— GIVEN INFORMATION —

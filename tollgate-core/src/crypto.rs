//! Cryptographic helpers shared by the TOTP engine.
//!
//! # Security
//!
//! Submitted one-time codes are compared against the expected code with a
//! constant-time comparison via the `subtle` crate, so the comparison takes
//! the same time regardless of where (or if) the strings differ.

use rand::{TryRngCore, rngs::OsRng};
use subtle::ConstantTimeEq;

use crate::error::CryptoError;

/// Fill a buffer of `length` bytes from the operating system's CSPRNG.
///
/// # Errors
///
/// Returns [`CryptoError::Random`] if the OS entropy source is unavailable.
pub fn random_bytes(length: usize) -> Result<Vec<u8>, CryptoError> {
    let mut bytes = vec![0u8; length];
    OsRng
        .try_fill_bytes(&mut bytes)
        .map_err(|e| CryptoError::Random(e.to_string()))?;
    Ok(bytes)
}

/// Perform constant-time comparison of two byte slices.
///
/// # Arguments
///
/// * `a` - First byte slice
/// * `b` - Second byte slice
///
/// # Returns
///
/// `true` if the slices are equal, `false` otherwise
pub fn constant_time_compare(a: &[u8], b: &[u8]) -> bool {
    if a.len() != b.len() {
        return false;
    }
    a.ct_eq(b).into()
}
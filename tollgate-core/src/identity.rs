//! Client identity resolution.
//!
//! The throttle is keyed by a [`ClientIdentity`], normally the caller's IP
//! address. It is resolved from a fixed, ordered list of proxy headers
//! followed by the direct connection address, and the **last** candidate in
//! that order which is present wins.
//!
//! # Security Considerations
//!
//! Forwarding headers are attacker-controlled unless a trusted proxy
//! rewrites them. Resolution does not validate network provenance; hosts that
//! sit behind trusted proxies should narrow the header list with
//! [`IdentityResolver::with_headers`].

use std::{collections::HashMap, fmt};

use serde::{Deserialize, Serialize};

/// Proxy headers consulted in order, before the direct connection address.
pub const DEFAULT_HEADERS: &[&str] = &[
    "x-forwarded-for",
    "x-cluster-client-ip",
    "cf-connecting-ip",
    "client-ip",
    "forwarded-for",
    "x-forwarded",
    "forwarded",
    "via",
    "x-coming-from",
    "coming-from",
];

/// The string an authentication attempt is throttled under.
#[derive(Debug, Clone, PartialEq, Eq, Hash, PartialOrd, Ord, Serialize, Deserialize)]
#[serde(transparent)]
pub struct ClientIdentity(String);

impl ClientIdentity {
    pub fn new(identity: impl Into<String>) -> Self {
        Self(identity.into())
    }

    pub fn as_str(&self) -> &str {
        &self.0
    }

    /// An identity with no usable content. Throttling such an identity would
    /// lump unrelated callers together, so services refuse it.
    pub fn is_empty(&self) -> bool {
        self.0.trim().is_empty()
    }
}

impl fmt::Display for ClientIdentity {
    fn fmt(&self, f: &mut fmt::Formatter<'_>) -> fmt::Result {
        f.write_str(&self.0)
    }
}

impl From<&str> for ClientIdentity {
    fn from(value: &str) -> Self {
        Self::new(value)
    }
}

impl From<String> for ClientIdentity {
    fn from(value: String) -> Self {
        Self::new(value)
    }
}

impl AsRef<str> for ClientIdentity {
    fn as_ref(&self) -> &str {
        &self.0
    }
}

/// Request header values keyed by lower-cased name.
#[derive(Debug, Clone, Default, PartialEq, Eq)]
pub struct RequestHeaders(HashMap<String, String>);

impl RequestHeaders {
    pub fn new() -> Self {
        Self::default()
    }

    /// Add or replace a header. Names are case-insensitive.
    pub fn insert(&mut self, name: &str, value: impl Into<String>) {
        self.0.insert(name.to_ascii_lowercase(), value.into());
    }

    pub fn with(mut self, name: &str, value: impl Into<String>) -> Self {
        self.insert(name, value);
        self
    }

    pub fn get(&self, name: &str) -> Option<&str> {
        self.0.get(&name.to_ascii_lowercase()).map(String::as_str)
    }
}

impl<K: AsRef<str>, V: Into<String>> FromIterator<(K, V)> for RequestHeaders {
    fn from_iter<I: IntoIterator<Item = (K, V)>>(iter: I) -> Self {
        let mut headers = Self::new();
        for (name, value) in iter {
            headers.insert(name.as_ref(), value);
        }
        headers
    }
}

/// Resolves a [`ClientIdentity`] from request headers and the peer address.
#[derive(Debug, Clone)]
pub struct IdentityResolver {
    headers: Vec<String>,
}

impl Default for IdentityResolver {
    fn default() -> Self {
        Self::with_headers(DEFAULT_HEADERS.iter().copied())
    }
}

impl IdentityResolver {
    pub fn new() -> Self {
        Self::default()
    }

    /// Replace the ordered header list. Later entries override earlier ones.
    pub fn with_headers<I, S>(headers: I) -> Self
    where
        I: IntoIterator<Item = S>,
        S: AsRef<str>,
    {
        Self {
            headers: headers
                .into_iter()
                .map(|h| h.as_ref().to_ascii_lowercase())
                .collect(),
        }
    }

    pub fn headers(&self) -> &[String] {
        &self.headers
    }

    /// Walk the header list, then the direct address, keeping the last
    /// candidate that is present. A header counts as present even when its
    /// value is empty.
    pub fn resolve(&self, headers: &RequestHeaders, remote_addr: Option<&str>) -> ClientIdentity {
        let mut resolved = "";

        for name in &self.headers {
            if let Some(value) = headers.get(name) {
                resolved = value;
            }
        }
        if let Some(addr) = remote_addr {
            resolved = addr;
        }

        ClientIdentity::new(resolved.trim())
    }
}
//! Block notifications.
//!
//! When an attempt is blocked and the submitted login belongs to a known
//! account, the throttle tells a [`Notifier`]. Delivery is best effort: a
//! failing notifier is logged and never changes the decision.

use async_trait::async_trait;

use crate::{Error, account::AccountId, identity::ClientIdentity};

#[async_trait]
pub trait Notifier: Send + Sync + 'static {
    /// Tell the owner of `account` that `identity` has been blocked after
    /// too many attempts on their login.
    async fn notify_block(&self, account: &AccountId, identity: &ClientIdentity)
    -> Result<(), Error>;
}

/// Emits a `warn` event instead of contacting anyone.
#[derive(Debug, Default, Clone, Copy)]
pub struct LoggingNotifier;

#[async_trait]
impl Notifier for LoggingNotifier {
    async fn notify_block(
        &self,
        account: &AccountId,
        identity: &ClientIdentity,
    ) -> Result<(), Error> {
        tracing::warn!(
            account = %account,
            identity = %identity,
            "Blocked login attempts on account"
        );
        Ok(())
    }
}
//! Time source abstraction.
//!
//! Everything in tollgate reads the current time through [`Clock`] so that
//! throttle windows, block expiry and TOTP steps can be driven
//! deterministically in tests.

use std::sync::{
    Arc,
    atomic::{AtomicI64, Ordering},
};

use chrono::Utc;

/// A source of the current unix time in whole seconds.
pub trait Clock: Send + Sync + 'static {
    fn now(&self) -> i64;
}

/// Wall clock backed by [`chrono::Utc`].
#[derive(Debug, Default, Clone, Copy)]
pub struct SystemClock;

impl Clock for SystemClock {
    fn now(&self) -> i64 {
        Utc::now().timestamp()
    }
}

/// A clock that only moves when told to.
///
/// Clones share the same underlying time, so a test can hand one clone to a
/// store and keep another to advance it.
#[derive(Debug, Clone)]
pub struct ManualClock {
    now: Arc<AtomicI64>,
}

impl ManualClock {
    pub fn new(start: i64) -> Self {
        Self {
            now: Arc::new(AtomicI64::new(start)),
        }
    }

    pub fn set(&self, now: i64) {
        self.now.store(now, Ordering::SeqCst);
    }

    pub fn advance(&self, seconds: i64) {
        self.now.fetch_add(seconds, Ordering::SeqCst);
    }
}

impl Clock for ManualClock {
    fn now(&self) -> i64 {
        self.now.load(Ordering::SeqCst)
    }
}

==

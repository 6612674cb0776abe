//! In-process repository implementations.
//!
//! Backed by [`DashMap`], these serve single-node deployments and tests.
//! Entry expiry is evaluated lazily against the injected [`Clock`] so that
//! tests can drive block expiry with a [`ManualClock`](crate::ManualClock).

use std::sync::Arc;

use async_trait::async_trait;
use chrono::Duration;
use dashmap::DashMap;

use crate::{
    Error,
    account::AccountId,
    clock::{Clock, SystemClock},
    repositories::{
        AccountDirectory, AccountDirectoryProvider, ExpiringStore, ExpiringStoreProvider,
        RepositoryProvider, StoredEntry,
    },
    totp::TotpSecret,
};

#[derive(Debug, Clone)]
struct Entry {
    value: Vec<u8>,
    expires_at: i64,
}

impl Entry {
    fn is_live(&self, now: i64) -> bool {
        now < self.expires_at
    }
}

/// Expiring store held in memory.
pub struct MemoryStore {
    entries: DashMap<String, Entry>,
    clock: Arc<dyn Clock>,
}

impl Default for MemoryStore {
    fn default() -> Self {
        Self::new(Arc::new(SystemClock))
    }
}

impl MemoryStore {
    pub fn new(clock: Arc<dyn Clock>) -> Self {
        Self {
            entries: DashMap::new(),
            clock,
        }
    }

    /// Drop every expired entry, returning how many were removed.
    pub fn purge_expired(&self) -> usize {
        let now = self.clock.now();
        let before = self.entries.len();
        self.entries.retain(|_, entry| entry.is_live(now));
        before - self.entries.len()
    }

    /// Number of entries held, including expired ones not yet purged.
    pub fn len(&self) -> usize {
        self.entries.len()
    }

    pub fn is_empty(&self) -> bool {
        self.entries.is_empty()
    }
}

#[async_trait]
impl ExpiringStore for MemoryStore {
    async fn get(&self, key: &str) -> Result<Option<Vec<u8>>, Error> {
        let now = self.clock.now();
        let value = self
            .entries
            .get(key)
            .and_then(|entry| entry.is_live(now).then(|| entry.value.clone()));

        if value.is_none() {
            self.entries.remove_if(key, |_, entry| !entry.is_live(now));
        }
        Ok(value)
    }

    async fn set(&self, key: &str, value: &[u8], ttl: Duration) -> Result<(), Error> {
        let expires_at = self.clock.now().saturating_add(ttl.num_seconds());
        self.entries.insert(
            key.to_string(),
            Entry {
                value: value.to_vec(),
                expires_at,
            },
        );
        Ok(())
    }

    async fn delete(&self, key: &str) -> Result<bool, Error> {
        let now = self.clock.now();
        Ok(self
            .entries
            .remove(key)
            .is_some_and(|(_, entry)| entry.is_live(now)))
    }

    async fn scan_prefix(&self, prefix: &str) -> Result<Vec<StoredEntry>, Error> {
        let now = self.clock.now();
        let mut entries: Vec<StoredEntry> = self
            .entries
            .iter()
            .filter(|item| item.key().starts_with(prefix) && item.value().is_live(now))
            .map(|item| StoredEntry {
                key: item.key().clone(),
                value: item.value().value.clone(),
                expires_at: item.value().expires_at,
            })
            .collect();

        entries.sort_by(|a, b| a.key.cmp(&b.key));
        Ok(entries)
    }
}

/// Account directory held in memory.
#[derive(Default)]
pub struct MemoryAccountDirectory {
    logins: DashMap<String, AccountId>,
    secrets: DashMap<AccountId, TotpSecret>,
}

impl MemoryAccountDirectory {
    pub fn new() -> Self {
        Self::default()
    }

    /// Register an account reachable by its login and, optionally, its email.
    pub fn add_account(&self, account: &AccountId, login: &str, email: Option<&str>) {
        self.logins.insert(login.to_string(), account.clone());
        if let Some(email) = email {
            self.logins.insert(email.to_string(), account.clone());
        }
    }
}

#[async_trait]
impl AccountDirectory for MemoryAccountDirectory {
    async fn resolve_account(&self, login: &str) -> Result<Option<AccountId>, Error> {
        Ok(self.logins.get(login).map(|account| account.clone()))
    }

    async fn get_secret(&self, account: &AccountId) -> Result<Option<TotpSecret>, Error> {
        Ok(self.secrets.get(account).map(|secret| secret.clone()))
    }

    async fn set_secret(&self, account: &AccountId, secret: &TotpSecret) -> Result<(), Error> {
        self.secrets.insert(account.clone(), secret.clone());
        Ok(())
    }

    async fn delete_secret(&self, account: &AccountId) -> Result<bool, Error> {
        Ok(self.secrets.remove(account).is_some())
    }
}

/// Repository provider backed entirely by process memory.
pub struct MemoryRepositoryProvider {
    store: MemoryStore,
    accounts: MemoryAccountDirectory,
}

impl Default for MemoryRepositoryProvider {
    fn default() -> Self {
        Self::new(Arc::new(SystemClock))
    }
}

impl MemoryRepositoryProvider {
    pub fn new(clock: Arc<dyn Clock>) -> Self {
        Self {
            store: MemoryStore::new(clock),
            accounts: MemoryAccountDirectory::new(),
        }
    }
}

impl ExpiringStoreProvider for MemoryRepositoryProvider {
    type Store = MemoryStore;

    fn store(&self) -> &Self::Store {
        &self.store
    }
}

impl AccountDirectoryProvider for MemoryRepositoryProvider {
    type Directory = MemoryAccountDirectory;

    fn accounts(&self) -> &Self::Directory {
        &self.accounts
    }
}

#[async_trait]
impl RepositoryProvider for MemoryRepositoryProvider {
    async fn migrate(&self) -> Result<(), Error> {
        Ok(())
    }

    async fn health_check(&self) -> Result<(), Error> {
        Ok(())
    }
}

* * *

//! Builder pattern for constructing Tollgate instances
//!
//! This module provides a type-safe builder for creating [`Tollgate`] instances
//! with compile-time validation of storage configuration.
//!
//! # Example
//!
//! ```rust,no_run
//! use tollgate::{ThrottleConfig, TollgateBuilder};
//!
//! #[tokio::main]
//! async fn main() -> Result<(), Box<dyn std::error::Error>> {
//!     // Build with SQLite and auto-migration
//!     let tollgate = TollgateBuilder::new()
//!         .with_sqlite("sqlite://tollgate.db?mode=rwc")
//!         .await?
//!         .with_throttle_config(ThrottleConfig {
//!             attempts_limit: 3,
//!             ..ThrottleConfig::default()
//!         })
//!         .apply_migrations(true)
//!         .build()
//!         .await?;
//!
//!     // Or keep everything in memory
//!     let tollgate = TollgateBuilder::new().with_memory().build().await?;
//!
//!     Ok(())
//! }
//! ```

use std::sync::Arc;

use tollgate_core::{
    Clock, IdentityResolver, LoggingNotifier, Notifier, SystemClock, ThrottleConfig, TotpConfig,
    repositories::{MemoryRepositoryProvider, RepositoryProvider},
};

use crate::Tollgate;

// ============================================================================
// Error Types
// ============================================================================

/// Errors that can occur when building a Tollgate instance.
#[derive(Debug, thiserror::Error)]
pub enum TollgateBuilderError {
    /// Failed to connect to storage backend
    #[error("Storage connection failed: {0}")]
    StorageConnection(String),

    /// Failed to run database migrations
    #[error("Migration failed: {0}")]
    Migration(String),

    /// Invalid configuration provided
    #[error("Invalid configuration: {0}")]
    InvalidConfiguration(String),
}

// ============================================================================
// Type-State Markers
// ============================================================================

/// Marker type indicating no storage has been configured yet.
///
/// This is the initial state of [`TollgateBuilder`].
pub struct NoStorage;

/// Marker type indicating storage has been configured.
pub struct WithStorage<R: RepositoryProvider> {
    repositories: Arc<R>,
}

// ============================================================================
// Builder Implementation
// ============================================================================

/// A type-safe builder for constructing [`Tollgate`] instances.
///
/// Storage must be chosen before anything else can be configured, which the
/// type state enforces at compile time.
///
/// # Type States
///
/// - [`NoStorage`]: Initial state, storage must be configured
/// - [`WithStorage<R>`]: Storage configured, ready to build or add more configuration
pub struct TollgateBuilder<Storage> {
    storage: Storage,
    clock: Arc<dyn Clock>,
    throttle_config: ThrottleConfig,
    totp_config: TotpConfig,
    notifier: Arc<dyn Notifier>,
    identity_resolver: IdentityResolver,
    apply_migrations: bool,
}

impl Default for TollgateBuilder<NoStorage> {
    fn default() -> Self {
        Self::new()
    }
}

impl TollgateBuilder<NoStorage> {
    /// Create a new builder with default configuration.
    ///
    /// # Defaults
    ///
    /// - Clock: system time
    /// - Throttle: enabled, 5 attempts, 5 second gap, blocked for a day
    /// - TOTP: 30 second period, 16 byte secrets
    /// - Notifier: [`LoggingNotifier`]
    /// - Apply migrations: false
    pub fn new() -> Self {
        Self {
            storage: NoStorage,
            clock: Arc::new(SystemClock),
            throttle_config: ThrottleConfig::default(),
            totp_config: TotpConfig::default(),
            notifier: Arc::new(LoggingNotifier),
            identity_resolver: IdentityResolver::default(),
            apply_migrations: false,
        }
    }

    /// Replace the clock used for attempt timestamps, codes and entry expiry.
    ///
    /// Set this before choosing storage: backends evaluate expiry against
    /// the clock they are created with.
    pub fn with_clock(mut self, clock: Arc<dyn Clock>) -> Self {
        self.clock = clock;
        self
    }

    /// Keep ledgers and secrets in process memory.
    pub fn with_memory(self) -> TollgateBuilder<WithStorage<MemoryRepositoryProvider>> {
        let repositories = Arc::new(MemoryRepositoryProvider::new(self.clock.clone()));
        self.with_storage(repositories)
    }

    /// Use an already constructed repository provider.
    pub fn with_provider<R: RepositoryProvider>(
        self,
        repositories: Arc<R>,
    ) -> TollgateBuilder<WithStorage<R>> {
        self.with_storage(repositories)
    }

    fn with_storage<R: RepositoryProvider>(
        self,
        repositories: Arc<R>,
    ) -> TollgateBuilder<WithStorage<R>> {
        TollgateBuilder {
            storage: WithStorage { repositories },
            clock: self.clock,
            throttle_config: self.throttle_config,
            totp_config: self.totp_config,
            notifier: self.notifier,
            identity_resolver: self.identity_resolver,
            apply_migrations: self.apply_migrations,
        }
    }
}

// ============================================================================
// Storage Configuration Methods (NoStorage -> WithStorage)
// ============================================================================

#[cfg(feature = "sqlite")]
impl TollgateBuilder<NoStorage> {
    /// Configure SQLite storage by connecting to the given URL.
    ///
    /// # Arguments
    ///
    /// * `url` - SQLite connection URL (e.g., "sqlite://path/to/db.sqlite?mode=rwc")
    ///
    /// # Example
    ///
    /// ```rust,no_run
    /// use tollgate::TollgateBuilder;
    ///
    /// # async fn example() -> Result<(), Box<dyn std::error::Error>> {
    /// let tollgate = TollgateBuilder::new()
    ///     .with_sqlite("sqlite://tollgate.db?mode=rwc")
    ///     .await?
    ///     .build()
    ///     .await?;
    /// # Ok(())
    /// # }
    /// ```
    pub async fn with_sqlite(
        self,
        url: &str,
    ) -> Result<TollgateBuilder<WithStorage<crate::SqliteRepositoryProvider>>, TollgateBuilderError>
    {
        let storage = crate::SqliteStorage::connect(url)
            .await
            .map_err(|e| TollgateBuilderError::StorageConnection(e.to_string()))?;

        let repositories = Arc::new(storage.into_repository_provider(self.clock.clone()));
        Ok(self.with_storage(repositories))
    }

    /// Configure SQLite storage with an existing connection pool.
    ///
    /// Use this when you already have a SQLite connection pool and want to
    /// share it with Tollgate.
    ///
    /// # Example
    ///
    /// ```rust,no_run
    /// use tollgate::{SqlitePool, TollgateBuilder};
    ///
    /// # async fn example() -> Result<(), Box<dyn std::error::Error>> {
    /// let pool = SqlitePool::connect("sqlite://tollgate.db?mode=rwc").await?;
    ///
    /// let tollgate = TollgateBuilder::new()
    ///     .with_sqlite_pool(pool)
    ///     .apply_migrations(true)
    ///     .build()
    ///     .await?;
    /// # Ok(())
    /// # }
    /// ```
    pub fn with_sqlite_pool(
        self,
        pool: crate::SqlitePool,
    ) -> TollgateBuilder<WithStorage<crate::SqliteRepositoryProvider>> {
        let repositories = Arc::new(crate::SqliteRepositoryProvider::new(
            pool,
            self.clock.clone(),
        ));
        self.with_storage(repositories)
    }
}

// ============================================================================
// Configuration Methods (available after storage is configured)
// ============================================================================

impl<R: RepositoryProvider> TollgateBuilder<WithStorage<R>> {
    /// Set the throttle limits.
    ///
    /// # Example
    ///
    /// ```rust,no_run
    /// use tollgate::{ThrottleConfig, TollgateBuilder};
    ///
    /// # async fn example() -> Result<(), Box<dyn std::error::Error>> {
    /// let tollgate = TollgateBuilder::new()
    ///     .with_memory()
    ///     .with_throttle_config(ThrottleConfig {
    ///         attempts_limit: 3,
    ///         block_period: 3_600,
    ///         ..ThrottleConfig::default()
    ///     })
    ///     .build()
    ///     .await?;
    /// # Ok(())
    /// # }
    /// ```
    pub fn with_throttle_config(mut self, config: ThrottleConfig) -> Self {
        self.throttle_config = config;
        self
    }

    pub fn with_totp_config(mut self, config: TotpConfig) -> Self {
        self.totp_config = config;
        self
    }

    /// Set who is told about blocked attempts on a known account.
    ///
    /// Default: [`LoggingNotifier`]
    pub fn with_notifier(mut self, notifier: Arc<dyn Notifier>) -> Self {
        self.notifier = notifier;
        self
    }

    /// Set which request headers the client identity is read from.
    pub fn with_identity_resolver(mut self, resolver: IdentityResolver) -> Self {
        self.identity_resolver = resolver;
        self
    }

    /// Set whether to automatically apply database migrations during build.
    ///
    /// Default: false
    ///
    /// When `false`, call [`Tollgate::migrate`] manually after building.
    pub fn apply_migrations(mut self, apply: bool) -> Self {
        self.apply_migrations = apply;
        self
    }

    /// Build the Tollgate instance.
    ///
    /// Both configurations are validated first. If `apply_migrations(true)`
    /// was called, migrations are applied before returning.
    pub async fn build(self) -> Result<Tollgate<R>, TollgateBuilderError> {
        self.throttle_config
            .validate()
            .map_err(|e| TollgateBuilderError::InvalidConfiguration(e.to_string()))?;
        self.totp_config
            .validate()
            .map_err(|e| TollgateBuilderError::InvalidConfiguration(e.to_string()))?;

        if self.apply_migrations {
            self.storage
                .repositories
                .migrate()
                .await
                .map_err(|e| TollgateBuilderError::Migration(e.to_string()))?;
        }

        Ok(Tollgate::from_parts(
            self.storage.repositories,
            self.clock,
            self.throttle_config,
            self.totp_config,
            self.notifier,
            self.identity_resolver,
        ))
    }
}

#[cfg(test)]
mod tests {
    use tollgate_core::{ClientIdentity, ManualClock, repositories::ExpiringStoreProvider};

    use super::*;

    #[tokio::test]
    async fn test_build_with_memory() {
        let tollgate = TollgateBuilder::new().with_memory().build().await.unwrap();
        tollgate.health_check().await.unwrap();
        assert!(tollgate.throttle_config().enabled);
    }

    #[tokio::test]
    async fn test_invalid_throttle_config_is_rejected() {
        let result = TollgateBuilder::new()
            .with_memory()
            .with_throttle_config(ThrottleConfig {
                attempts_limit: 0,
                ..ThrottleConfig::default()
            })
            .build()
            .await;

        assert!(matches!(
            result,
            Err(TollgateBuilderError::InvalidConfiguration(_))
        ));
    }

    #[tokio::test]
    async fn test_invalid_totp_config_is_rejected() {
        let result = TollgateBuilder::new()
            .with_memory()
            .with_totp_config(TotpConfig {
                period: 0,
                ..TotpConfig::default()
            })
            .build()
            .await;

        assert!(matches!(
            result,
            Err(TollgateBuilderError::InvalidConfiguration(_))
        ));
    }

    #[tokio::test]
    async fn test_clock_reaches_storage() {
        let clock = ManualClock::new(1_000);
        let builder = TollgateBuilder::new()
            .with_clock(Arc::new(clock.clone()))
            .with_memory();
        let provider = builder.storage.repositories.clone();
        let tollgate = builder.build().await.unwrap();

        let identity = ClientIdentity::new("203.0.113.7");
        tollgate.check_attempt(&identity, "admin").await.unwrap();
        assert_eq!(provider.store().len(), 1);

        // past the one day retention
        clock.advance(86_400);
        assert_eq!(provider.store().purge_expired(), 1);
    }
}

— YOUR GOAL —
Find where the line with "optionally, its email." sits in the material above, then copy exactly from it through the line with "async fn resolve_account(&self, login: &str)". Add no other line.

— EXERCISE SOLUTION —
    /// Register an account reachable by its login and, optionally, its email.
    pub fn add_account(&self, account: &AccountId, login: &str, email: Option<&str>) {
        self.logins.insert(login.to_string(), account.clone());
        if let Some(email) = email {
            self.logins.insert(email.to_string(), account.clone());
        }
    }
}

#[async_trait]
impl AccountDirectory for MemoryAccountDirectory {
    async fn resolve_account(&self, login: &str) -> Result<Option<AccountId>, Error> {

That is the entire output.